§ ABOUT THIS EXERCISE: Only the count is expected: the number of lines below that contain "controllers".

Extracted data entries:
Segment Open

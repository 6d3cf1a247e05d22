//! Serial link framing.
//!
//! Received bytes arrive from the UART idle-line/DMA interrupt and are
//! assembled into newline-terminated frames. The superloop picks up at most one
//! completed frame per poll. Outbound traffic goes through a single slot: the
//! loop queues a payload, the periodic timer interrupt hands it to the DMA
//! engine, and the transfer-complete interrupt frees the slot again.
//!
//! All methods take `&self` so one `LinkFramer` can live in a `static` shared
//! by the interrupt handlers and the loop.

use core::{
    cell::RefCell,
    sync::atomic::{AtomicU32, AtomicU8, Ordering},
};

use embassy_sync::blocking_mutex::{raw::CriticalSectionRawMutex, Mutex};

/// Largest frame, in either direction, excluding the terminator.
pub const FRAME_CAPACITY: usize = 64;

/// Byte that ends an inbound frame.
pub const TERMINATOR: u8 = b'\n';

/// One received line, without its terminator.
pub type Frame = heapless::Vec<u8, FRAME_CAPACITY>;

/// Result of [`LinkFramer::try_send`].
#[derive(Debug, Clone, Copy, PartialEq, Eq)]
pub enum SendOutcome {
    /// Payload copied into the slot; the next timer tick starts the transfer.
    Sent,
    /// A previous payload is still queued or on the wire. Nothing was copied.
    Busy,
    /// Payload is larger than [`FRAME_CAPACITY`]. Nothing was copied.
    BufferFull,
}

/// Receive-side counters.
#[derive(Debug, Clone, Copy, PartialEq, Eq, Default)]
pub struct LinkStats {
    pub frames: u32,
    /// Frames thrown away because they outgrew the buffer.
    pub discarded: u32,
    /// Completed frames replaced by a newer one before the loop took them.
    pub overwritten: u32,
}

const TX_IDLE: u8 = 0;
const TX_QUEUED: u8 = 1;
const TX_IN_FLIGHT: u8 = 2;

enum Assembled {
    Pending,
    Complete(Frame),
    Discarded,
}

/// Interrupt-owned line assembler.
///
/// An oversized line is dropped whole: once the buffer is full every further
/// byte is ignored until the terminator, which then resets the assembler
/// without producing a frame.
struct Assembler {
    buf: Frame,
    overflowed: bool,
}

impl Assembler {
    const fn new() -> Self {
        Self {
            buf: Frame::new(),
            overflowed: false,
        }
    }

    fn push(&mut self, byte: u8) -> Assembled {
        if byte == TERMINATOR {
            if core::mem::take(&mut self.overflowed) {
                self.buf.clear();
                return Assembled::Discarded;
            }
            return Assembled::Complete(core::mem::take(&mut self.buf));
        }

        if !self.overflowed && self.buf.push(byte).is_err() {
            self.overflowed = true;
            self.buf.clear();
        }
        Assembled::Pending
    }
}

pub struct LinkFramer {
    rx: Mutex<CriticalSectionRawMutex, RefCell<Assembler>>,
    ready: Mutex<CriticalSectionRawMutex, RefCell<Option<Frame>>>,
    tx_state: AtomicU8,
    tx_buf: Mutex<CriticalSectionRawMutex, RefCell<Frame>>,
    frames: AtomicU32,
    discarded: AtomicU32,
    overwritten: AtomicU32,
}

impl LinkFramer {
    pub const fn new() -> Self {
        Self {
            rx: Mutex::new(RefCell::new(Assembler::new())),
            ready: Mutex::new(RefCell::new(None)),
            tx_state: AtomicU8::new(TX_IDLE),
            tx_buf: Mutex::new(RefCell::new(Frame::new())),
            frames: AtomicU32::new(0),
            discarded: AtomicU32::new(0),
            overwritten: AtomicU32::new(0),
        }
    }

    /// Receive interrupt side: append one byte.
    pub fn feed(
        &self,
        byte: u8,
    ) {
        let assembled = self.rx.lock(|rx| rx.borrow_mut().push(byte));
        match assembled {
            Assembled::Pending => {}
            Assembled::Discarded => {
                self.discarded.fetch_add(1, Ordering::Relaxed);
            }
            Assembled::Complete(frame) => {
                let previous = self.ready.lock(|ready| ready.borrow_mut().replace(frame));
                if previous.is_some() {
                    self.overwritten.fetch_add(1, Ordering::Relaxed);
                }
                self.frames.fetch_add(1, Ordering::Relaxed);
            }
        }
    }

    /// Receive interrupt side: append every byte of one DMA idle-line event.
    pub fn feed_slice(
        &self,
        bytes: &[u8],
    ) {
        for &b in bytes {
            self.feed(b);
        }
    }

    /// Loop side: take the completed frame, if any. Each frame is returned once.
    pub fn take_frame(&self) -> Option<Frame> {
        self.ready.lock(|ready| ready.borrow_mut().take())
    }

    /// Loop side: queue `payload` for transmission.
    pub fn try_send(
        &self,
        payload: &[u8],
    ) -> SendOutcome {
        if payload.len() > FRAME_CAPACITY {
            return SendOutcome::BufferFull;
        }
        // Only the loop moves the slot out of IDLE, so no interrupt can race this check.
        if self.tx_state.load(Ordering::Acquire) != TX_IDLE {
            return SendOutcome::Busy;
        }
        self.tx_buf.lock(|buf| {
            let mut buf = buf.borrow_mut();
            buf.clear();
            let _ = buf.extend_from_slice(payload);
        });
        self.tx_state.store(TX_QUEUED, Ordering::Release);
        SendOutcome::Sent
    }

    /// Timer interrupt side: hand a queued payload to `start`, which kicks off
    /// the DMA transfer. Returns `true` if a transfer was started.
    pub fn start_transmit<F>(
        &self,
        start: F,
    ) -> bool
    where
        F: FnOnce(&[u8]),
    {
        if self.tx_state.load(Ordering::Acquire) != TX_QUEUED {
            return false;
        }
        self.tx_state.store(TX_IN_FLIGHT, Ordering::Release);
        self.tx_buf.lock(|buf| start(&buf.borrow()));
        true
    }

    /// Transfer-complete interrupt side.
    pub fn on_transmit_complete(&self) {
        self.tx_state.store(TX_IDLE, Ordering::Release);
    }

    pub fn is_tx_idle(&self) -> bool {
        self.tx_state.load(Ordering::Acquire) == TX_IDLE
    }

    pub fn stats(&self) -> LinkStats {
        LinkStats {
            frames: self.frames.load(Ordering::Relaxed),
            discarded: self.discarded.load(Ordering::Relaxed),
            overwritten: self.overwritten.load(Ordering::Relaxed),
        }
    }
}

impl Default for LinkFramer {
    fn default() -> Self {
        Self::new()
    }
}
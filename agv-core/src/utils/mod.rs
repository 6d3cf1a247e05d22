//! Utility re-exports and helper macros for the AGV core.
//!
//! - `connection`: serial link framing and the single-slot transmitter
//! - `controllers`: ranging, IMU, command, maneuver and motor state machines,
//!   plus the superloop coordinator
//! - `math`: drive layouts mapping motion intents to wheel commands
//! - `handoff`: interrupt-to-loop flags and the millisecond clock
//! - `config`: tunable periods, timeouts, speeds and maneuver durations
//!
//! The `mk_static!` macro simplifies static initialization in no-std contexts.

pub mod config;
pub mod connection;
pub mod controllers;
pub mod handoff;
pub mod math;

pub use config::RobotConfig;
pub use connection::link::{LinkFramer, SendOutcome};
pub use controllers::SystemController;
pub use handoff::{EventFlag, MonotonicClock};
pub use math::kinematics::{DefaultLayout, Direction, DriveLayout, MotionIntent};

#[macro_export]
/// Initialize a no-std static cell and write the given value into it.
///
/// This macro creates a `static_cell::StaticCell` for type `$t` and initializes
/// it with `$val`, returning a mutable reference to the stored value.
macro_rules! mk_static {
    ($t:ty, $val:expr) => {{
        static STATIC_CELL: static_cell::StaticCell<$t> = static_cell::StaticCell::new();
        STATIC_CELL.uninit().write($val)
    }};
}
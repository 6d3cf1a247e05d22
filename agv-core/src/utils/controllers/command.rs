//! Frame-to-command decoding.
//!
//! A frame is either a named maneuver token (`L90`, `R90`, `R180`, `SL`, `SR`,
//! exact and case-sensitive), a single vocabulary character of the build's
//! drive layout, or anything else, which means stop.

use core::marker::PhantomData;

use crate::utils::{
    config::{DriveConfig, ManeuverTiming},
    controllers::maneuver::{ManeuverStep, StepQueue},
    math::kinematics::{Direction, DriveLayout, MotionIntent},
};

#[derive(Debug, Clone, Copy, PartialEq, Eq)]
pub enum Maneuver {
    Left90,
    Right90,
    Right180,
    /// Leave the lane to the left, run straight, come back.
    ShiftLeft,
    ShiftRight,
}

impl Maneuver {
    pub const ALL: [Maneuver; 5] = [
        Maneuver::Left90,
        Maneuver::Right90,
        Maneuver::Right180,
        Maneuver::ShiftLeft,
        Maneuver::ShiftRight,
    ];

    pub const fn token(self) -> &'static [u8] {
        match self {
            Maneuver::Left90 => b"L90",
            Maneuver::Right90 => b"R90",
            Maneuver::Right180 => b"R180",
            Maneuver::ShiftLeft => b"SL",
            Maneuver::ShiftRight => b"SR",
        }
    }

    pub fn from_token(token: &[u8]) -> Option<Self> {
        Self::ALL.into_iter().find(|m| m.token() == token)
    }

    /// Expand into timed steps. Turns run at `turn_speed`, lane shifts at
    /// `default_speed`.
    pub fn steps(
        self,
        timing: &ManeuverTiming,
        drive: &DriveConfig,
    ) -> StepQueue {
        let turn = |direction, ms| ManeuverStep::new(direction, drive.turn_speed, ms);
        let cruise = |direction, ms| ManeuverStep::new(direction, drive.default_speed, ms);

        let mut queue = StepQueue::new();
        let mut push = |step| {
            let _ = queue.push(step);
        };
        match self {
            Maneuver::Left90 => push(turn(Direction::RotateLeft, timing.turn_90_ms)),
            Maneuver::Right90 => push(turn(Direction::RotateRight, timing.turn_90_ms)),
            Maneuver::Right180 => push(turn(Direction::RotateRight, timing.turn_180_ms)),
            Maneuver::ShiftLeft => {
                push(cruise(Direction::Left, timing.lane_shift_ms));
                push(cruise(Direction::Forward, timing.lane_hold_ms));
                push(cruise(Direction::Right, timing.lane_shift_ms));
            }
            Maneuver::ShiftRight => {
                push(cruise(Direction::Right, timing.lane_shift_ms));
                push(cruise(Direction::Forward, timing.lane_hold_ms));
                push(cruise(Direction::Left, timing.lane_shift_ms));
            }
        }
        queue
    }
}

#[derive(Debug, Clone, Copy, PartialEq, Eq)]
pub enum Command {
    Move(MotionIntent),
    Maneuver(Maneuver),
}

/// Strip trailing `\r`, `\n` and NUL bytes.
pub fn trim_frame(frame: &[u8]) -> &[u8] {
    let end = frame
        .iter()
        .rposition(|b| !matches!(b, b'\r' | b'\n' | 0))
        .map_or(0, |i| i + 1);
    &frame[..end]
}

pub struct CommandInterpreter<L> {
    default_speed: u16,
    _layout: PhantomData<L>,
}

impl<L: DriveLayout> CommandInterpreter<L> {
    pub fn new(default_speed: u16) -> Self {
        Self {
            default_speed,
            _layout: PhantomData,
        }
    }

    pub fn interpret(
        &self,
        frame: &[u8],
    ) -> Command {
        let body = trim_frame(frame);
        if let Some(maneuver) = Maneuver::from_token(body) {
            return Command::Maneuver(maneuver);
        }
        let direction = match body {
            [byte] => L::lookup(*byte),
            _ => Direction::Stop,
        };
        if direction == Direction::Stop {
            return Command::Move(MotionIntent::STOP);
        }
        Command::Move(MotionIntent::uniform(direction, self.default_speed))
    }

    pub fn default_speed(&self) -> u16 {
        self.default_speed
    }
}

#[cfg(test)]
mod tests {
    use super::*;
    use crate::utils::math::kinematics::{Mecanum, SkidSteer};

    fn mecanum() -> CommandInterpreter<Mecanum> {
        CommandInterpreter::new(390)
    }

    #[test]
    fn forward_line_uses_default_speed() {
        assert_eq!(
            mecanum().interpret(b"F\n"),
            Command::Move(MotionIntent::uniform(Direction::Forward, 390))
        );
    }

    #[test]
    fn trailing_terminators_are_trimmed() {
        assert_eq!(trim_frame(b"Q\r\n\0"), b"Q");
        assert_eq!(trim_frame(b"\r\n"), b"");
        assert_eq!(trim_frame(b""), b"");
        assert_eq!(trim_frame(b"\rF"), b"\rF");
    }

    #[test]
    fn unknown_and_empty_frames_stop() {
        let interp = mecanum();
        for frame in [&b""[..], b"\r", b"X", b"FF", b"f", b"l90", b"R 90"] {
            assert_eq!(interp.interpret(frame), Command::Move(MotionIntent::STOP));
        }
    }

    #[test]
    fn maneuver_tokens_are_exact() {
        let interp = mecanum();
        assert_eq!(interp.interpret(b"L90\r\n"), Command::Maneuver(Maneuver::Left90));
        assert_eq!(interp.interpret(b"R180"), Command::Maneuver(Maneuver::Right180));
        assert_eq!(interp.interpret(b"SR\n"), Command::Maneuver(Maneuver::ShiftRight));
        assert_eq!(
            interp.interpret(b"R"),
            Command::Move(MotionIntent::uniform(Direction::ForwardRight, 390))
        );
    }

    #[test]
    fn vocabulary_follows_layout() {
        let skid = CommandInterpreter::<SkidSteer>::new(500);
        assert_eq!(
            skid.interpret(b"L"),
            Command::Move(MotionIntent::uniform(Direction::RotateLeft, 500))
        );
        assert_eq!(skid.interpret(b"Q"), Command::Move(MotionIntent::STOP));
        assert_eq!(
            mecanum().interpret(b"L"),
            Command::Move(MotionIntent::uniform(Direction::ForwardLeft, 390))
        );
    }

    #[test]
    fn lane_shift_returns_to_the_lane() {
        let timing = ManeuverTiming::default();
        let drive = DriveConfig::default();
        let steps = Maneuver::ShiftLeft.steps(&timing, &drive);
        let dirs: heapless::Vec<Direction, 3> = steps.iter().map(|s| s.direction).collect();
        assert_eq!(&dirs[..], &[Direction::Left, Direction::Forward, Direction::Right]);
        assert!(steps.iter().all(|s| s.speed == drive.default_speed));
        assert_eq!(steps[0].duration_ms, steps[2].duration_ms);
    }

    #[test]
    fn turns_run_at_turn_speed() {
        let timing = ManeuverTiming::default();
        let drive = DriveConfig::default();
        let r180 = Maneuver::Right180.steps(&timing, &drive);
        assert_eq!(
            &r180[..],
            &[ManeuverStep::new(Direction::RotateRight, 850, timing.turn_180_ms)]
        );
        let l90 = Maneuver::Left90.steps(&timing, &drive);
        assert_eq!(l90[0].direction, Direction::RotateLeft);
        assert_eq!(l90[0].duration_ms, timing.turn_90_ms);
    }
}
impl<B> ImuPipeline<B>
where
    B: BurstRead,
{
    pub fn new(
        bus: B,
        config: &ImuConfig,
        offsets: CalibrationOffsets,
    ) -> Self {
        Self {
            bus,
            accel_range: config.accel_range,
            gyro_range: config.gyro_range,
            magnetometer: config.magnetometer,
            offsets,
            current: SensorSlot::Motion,
            stalled: false,
            sample: ImuSample::default(),
            motion_samples: 0,
            magnetic_samples: 0,
        }
    }

    /// Issue the first burst. Called once before the superloop starts.
    ///
    /// On failure the burst stays owed and [`ImuPipeline::poll`] retries it.
    pub fn start(&mut self) -> Result<(), ImuError<B::Error>> {
        self.issue_current()
    }

    fn issue_current(&mut self) -> Result<(), ImuError<B::Error>> {
        let (address, register, len) = match self.current {
            SensorSlot::Motion => (
                MPU6050_ADDRESS,
                regs::MPU6050_ACCEL_XOUT_H,
                MOTION_BURST_LEN,
            ),
            SensorSlot::Magnetic => (
                self.magnetometer.address(),
                self.magnetometer.data_register(),
                MAGNETIC_BURST_LEN,
            ),
        };
        let result = self
            .bus
            .start_read(address, register, len)
            .map_err(ImuError::Bus);
        self.stalled = result.is_err();
        result
    }

    /// Loop side: service a transfer-complete event if one is pending.
    ///
    /// Returns the sensor whose sample was updated. When no burst is in
    /// flight because the last start failed, the start is retried instead.
    pub fn poll(
        &mut self,
        done: &EventFlag,
    ) -> Result<Option<SensorSlot>, ImuError<B::Error>> {
        if done.take() {
            return self.on_transfer_complete().map(Some);
        }
        if self.stalled {
            self.issue_current()?;
            tracing::debug!(slot = ?self.current, "IMU burst restarted");
        }
        Ok(None)
    }

    /// Parse the finished burst, start the other sensor's burst, flip.
    ///
    /// A short or failed transfer still hands the bus to the other sensor so
    /// the alternation never stalls.
    pub fn on_transfer_complete(&mut self) -> Result<SensorSlot, ImuError<B::Error>> {
        let finished = self.current;
        let parsed = self.parse_completed(finished);
        self.current = finished.other();
        let issued = self.issue_current();
        parsed?;
        issued?;
        Ok(finished)
    }

    fn parse_completed(
        &mut self,
        slot: SensorSlot,
    ) -> Result<(), ImuError<B::Error>> {
        let raw = self.bus.completed();
        match slot {
            SensorSlot::Motion => {
                let raw: &[u8; MOTION_BURST_LEN] = raw
                    .get(..MOTION_BURST_LEN)
                    .and_then(|r| r.try_into().ok())
                    .ok_or(ImuError::ShortTransfer {
                        expected: MOTION_BURST_LEN,
                        got: raw.len(),
                    })?;
                let (accel, gyro, temperature) =
                    parse_motion(raw, &self.offsets, self.accel_range, self.gyro_range);
                self.sample.accel = accel;
                self.sample.gyro = gyro;
                self.sample.temperature = temperature;
                self.motion_samples = self.motion_samples.wrapping_add(1);
            }
            SensorSlot::Magnetic => {
                let raw: &[u8; MAGNETIC_BURST_LEN] = raw
                    .get(..MAGNETIC_BURST_LEN)
                    .and_then(|r| r.try_into().ok())
                    .ok_or(ImuError::ShortTransfer {
                        expected: MAGNETIC_BURST_LEN,
                        got: raw.len(),
                    })?;
                self.sample.mag = self.magnetometer.parse(raw);
                self.magnetic_samples = self.magnetic_samples.wrapping_add(1);
            }
        }
        Ok(())
    }

    pub fn sample(&self) -> &ImuSample {
        &self.sample
    }

    /// Sensor the in-flight burst belongs to.
    pub fn current(&self) -> SensorSlot {
        self.current
    }

    /// True while the burst for [`ImuPipeline::current`] is still owed.
    pub fn is_stalled(&self) -> bool {
        self.stalled
    }

    /// (motion, magnetic) samples parsed so far.
    pub fn sample_counts(&self) -> (u32, u32) {
        (self.motion_samples, self.magnetic_samples)
    }

    pub fn offsets(&self) -> &CalibrationOffsets {
        &self.offsets
    }
}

Segment Closed

§ EXERCISE RESPONSE: 5